Because I am finally having a day off and I'll be damned if I'm going to spend it editing, resizing, and uploading images.  Add to that the time I put into making sure that any image I want to post is not going to upset the museums authority, various persons that appear in photos, or infringe on copyrights.  All in all, it is a VERY LONG TIME INDEED.

I'm only getting a chance to post this now because I'm in a hotel with sturdy internet.  Camp is not the place to try to post.  That last post took forever to load and if I hadn't typed it up first and then cut and pasted into Blogger, I would have lost it for sure.  Our internet connection does like to come and go like camels in the fog.  One minute it's free sailing and I'm reading an email, the next I've got my email server telling me that no, really, I can't see the next email as the connection is lost, please try again later.

So, instead of finding myself cringing whenever I go to read the comments and then neglecting to post things because "oh I don't have any pictures to post, my readers are going to be so mad at me"- I'm going to try to write more and not worry about photos.  At the end of the season, when I am back at home with FAST and RELIABLE internet, I will try to post photos.  Maybe I'll do a flickr page or something and link that in.  But for now I'm not going to stress about it.

So don't comment about it anymore or I'm going to send you an angry email and stop posting all together.
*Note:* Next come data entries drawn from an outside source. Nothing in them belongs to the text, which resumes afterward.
use serde::Serialize;
use vectorforge_render::ExportError;

/// A contained failure the surrounding application should report
#[derive(Debug, Clone, PartialEq, Serialize)]
pub struct Diagnostic {
    /// Document version the failure was observed at
    pub version: u64,
    pub message: String,
    #[serde(skip)]
    pub error: ExportError,
}

impl Diagnostic {
    pub fn export_failed(version: u64, error: ExportError) -> Self {
        Self {
            version,
            message: error.to_string(),
            error,
        }
    }
}
use vectorforge_document::Shape;

/// Concrete render element a layer is written as
#[derive(Debug, Clone, Copy, PartialEq, Eq, Hash)]
pub enum ElementKind {
    Rect,
    Ellipse,
    Text,
    Path,
    Group,
}

impl ElementKind {
    /// Element kind for a shape. Unknown kinds land on `Path` on purpose; they
    /// still have no geometry mapping and fail when written.
    pub fn for_shape(shape: &Shape) -> Self {
        match shape {
            Shape::Rect { .. } => ElementKind::Rect,
            Shape::Ellipse { .. } => ElementKind::Ellipse,
            Shape::Text { .. } => ElementKind::Text,
            Shape::Path { .. } => ElementKind::Path,
            Shape::Group { .. } => ElementKind::Group,
            Shape::Unknown => ElementKind::Path,
        }
    }

    pub fn tag(self) -> &'static str {
        match self {
            ElementKind::Rect => "rect",
            ElementKind::Ellipse => "ellipse",
            ElementKind::Text => "text",
            ElementKind::Path => "path",
            ElementKind::Group => "g",
        }
    }

    /// Kind written for `tag`, if it is one the exporter produces
    pub fn from_tag(tag: &str) -> Option<Self> {
        match tag {
            "rect" => Some(ElementKind::Rect),
            "ellipse" => Some(ElementKind::Ellipse),
            "text" => Some(ElementKind::Text),
            "path" => Some(ElementKind::Path),
            "g" => Some(ElementKind::Group),
            _ => None,
        }
    }

    /// Geometry attributes owned by this kind
    pub fn geometry_attributes(self) -> &'static [&'static str] {
        match self {
            ElementKind::Rect => &["x", "y", "width", "height", "rx"],
            ElementKind::Ellipse => &["cx", "cy", "rx", "ry"],
            ElementKind::Text => &[
                "x",
                "y",
                "font-family",
                "font-size",
                "font-weight",
                "font-style",
            ],
            ElementKind::Path => &["d"],
            ElementKind::Group => &[],
        }
    }
}

/// Attributes every exported element may carry
pub const COMMON_ATTRIBUTES: &[&str] = &[
    "id",
    "data-name",
    "fill",
    "stroke",
    "stroke-width",
    "opacity",
    "display",
    "data-locked",
    "data-blend-mode",
    "clip-path",
];

/// Elements holding definitions rather than drawables; import skips them
/// Tags import turns into layers
pub const DRAWABLE_TAGS: &[&str] = &[
    "rect", "ellipse", "circle", "text", "path", "line", "polyline", "polygon", "g",
];

pub const DEFINITION_TAGS: &[&str] = &[
    "defs",
    "clipPath",
    "mask",
    "style",
    "script",
    "title",
    "desc",
    "metadata",
    "linearGradient",
    "radialGradient",
    "pattern",
    "symbol",
    "marker",
    "filter",
];

/// True if the exporter writes `name` itself for this kind
pub fn is_managed_attribute(kind: ElementKind, name: &str) -> bool {
    COMMON_ATTRIBUTES.contains(&name) || kind.geometry_attributes().contains(&name)
}

#[cfg(test)]
mod tests {
    use super::*;

    #[test]
    fn test_shape_mapping_is_closed() {
        assert_eq!(ElementKind::for_shape(&Shape::rect(0.0, 0.0, 1.0, 1.0)), ElementKind::Rect);
        assert_eq!(ElementKind::for_shape(&Shape::group(vec![])).tag(), "g");
        assert_eq!(ElementKind::for_shape(&Shape::Unknown), ElementKind::Path);
    }

    #[test]
    fn test_tags_round_trip() {
        for kind in [
            ElementKind::Rect,
            ElementKind::Ellipse,
            ElementKind::Text,
            ElementKind::Path,
            ElementKind::Group,
        ] {
            assert_eq!(ElementKind::from_tag(kind.tag()), Some(kind));
        }
        assert_eq!(ElementKind::from_tag("circle"), None);
    }

    #[test]
    fn test_managed_attributes() {
        assert!(is_managed_attribute(ElementKind::Path, "d"));
        assert!(is_managed_attribute(ElementKind::Rect, "opacity"));
        assert!(!is_managed_attribute(ElementKind::Path, "fill-opacity"));
        assert!(!is_managed_attribute(ElementKind::Group, "x"));
    }
}
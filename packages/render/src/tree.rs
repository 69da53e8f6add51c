use serde::{Deserialize, Serialize};

/// A parsed markup document: everything before the root element, then the
/// root element itself
#[derive(Debug, Clone, PartialEq, Serialize, Deserialize)]
pub struct RenderTree {
    /// Declarations, doctype and comments preceding the root, kept verbatim
    #[serde(default, skip_serializing_if = "Vec::is_empty")]
    pub prolog: Vec<RenderNode>,
    pub root: RenderElement,
}

impl RenderTree {
    pub fn new(root: RenderElement) -> Self {
        Self {
            prolog: Vec::new(),
            root,
        }
    }

    pub fn find_by_id(&self, id: &str) -> Option<&RenderElement> {
        self.root.find_by_id(id)
    }

    pub fn find_by_id_mut(&mut self, id: &str) -> Option<&mut RenderElement> {
        self.root.find_by_id_mut(id)
    }

    /// Number of elements carrying `id`
    pub fn count_id(&self, id: &str) -> usize {
        self.root.count_id(id)
    }
}

/// Render tree node
#[derive(Debug, Clone, PartialEq, Serialize, Deserialize)]
#[serde(tag = "type")]
pub enum RenderNode {
    Element(RenderElement),

    /// Decoded character data
    Text { content: String },

    /// Comment, CDATA section, doctype or processing instruction, verbatim
    Raw { content: String },
}

impl RenderNode {
    pub fn text(content: impl Into<String>) -> Self {
        RenderNode::Text {
            content: content.into(),
        }
    }

    pub fn raw(content: impl Into<String>) -> Self {
        RenderNode::Raw {
            content: content.into(),
        }
    }

    pub fn as_element(&self) -> Option<&RenderElement> {
        match self {
            RenderNode::Element(element) => Some(element),
            _ => None,
        }
    }
}

impl From<RenderElement> for RenderNode {
    fn from(element: RenderElement) -> Self {
        RenderNode::Element(element)
    }
}

/// Element with attributes in document order
#[derive(Debug, Clone, PartialEq, Serialize, Deserialize)]
pub struct RenderElement {
    pub tag: String,
    #[serde(default)]
    pub attributes: Vec<(String, String)>,
    #[serde(default)]
    pub children: Vec<RenderNode>,
}

impl RenderElement {
    pub fn new(tag: impl Into<String>) -> Self {
        Self {
            tag: tag.into(),
            attributes: Vec::new(),
            children: Vec::new(),
        }
    }

    pub fn with_attr(mut self, name: impl Into<String>, value: impl Into<String>) -> Self {
        self.set_attr(name, value);
        self
    }

    pub fn with_child(mut self, child: impl Into<RenderNode>) -> Self {
        self.children.push(child.into());
        self
    }

    pub fn attr(&self, name: &str) -> Option<&str> {
        self.attributes
            .iter()
            .find(|(key, _)| key == name)
            .map(|(_, value)| value.as_str())
    }

    /// Set an attribute, keeping its position if it already exists.
    pub fn set_attr(&mut self, name: impl Into<String>, value: impl Into<String>) {
        let name = name.into();
        let value = value.into();
        match self.attributes.iter_mut().find(|(key, _)| *key == name) {
            Some((_, existing)) => *existing = value,
            None => self.attributes.push((name, value)),
        }
    }

    pub fn remove_attr(&mut self, name: &str) -> Option<String> {
        let position = self.attributes.iter().position(|(key, _)| key == name)?;
        Some(self.attributes.remove(position).1)
    }

    pub fn id(&self) -> Option<&str> {
        self.attr("id")
    }

    pub fn elements(&self) -> impl Iterator<Item = &RenderElement> {
        self.children.iter().filter_map(RenderNode::as_element)
    }

    /// Text held directly by this element, ignoring child elements
    pub fn own_text(&self) -> String {
        self.children
            .iter()
            .filter_map(|child| match child {
                RenderNode::Text { content } => Some(content.as_str()),
                _ => None,
            })
            .collect()
    }

    /// Concatenated text of all descendants
    pub fn text_content(&self) -> String {
        let mut text = String::new();
        self.collect_text(&mut text);
        text
    }

    fn collect_text(&self, text: &mut String) {
        for child in &self.children {
            match child {
                RenderNode::Text { content } => text.push_str(content),
                RenderNode::Element(element) => element.collect_text(text),
                RenderNode::Raw { .. } => {}
            }
        }
    }

    /// Depth-first search including this element
    pub fn find_by_id(&self, id: &str) -> Option<&RenderElement> {
        if self.id() == Some(id) {
            return Some(self);
        }
        self.elements().find_map(|child| child.find_by_id(id))
    }

    pub fn find_by_id_mut(&mut self, id: &str) -> Option<&mut RenderElement> {
        if self.id() == Some(id) {
            return Some(self);
        }
        self.children.iter_mut().find_map(|child| match child {
            RenderNode::Element(element) => element.find_by_id_mut(id),
            _ => None,
        })
    }

    pub fn count_id(&self, id: &str) -> usize {
        let own = usize::from(self.id() == Some(id));
        own + self.elements().map(|child| child.count_id(id)).sum::<usize>()
    }
}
This week was a trying week.  We lost power in the bathroom which means no hot water, no washing machine and no lights to pee by.  If we are lucky we might get an electrician out some time this week.  The kitchen septic tank is full and overflowing and we've been told that we don't need to have it emptied, we should just dig a ditch through the middle of the camp out into the desert where it can drain.  We are also having a cash flow problem where we need to have more cash than the accounting office can keep up with.

Vacation time, once seeming so full of potential, is now proving to be more difficulty than it's worth.  Anyone going to the UK comes back with a cold that they then pass around camp.  Thanks guys, thanks a lot.  Meanwhile, three people in our group want to go to India... they've spent the last two weeks playing a run around game with the Indian Embassy.  Now they need an official letter saying that they will not be doing research while they are there for 5 days.  Eh???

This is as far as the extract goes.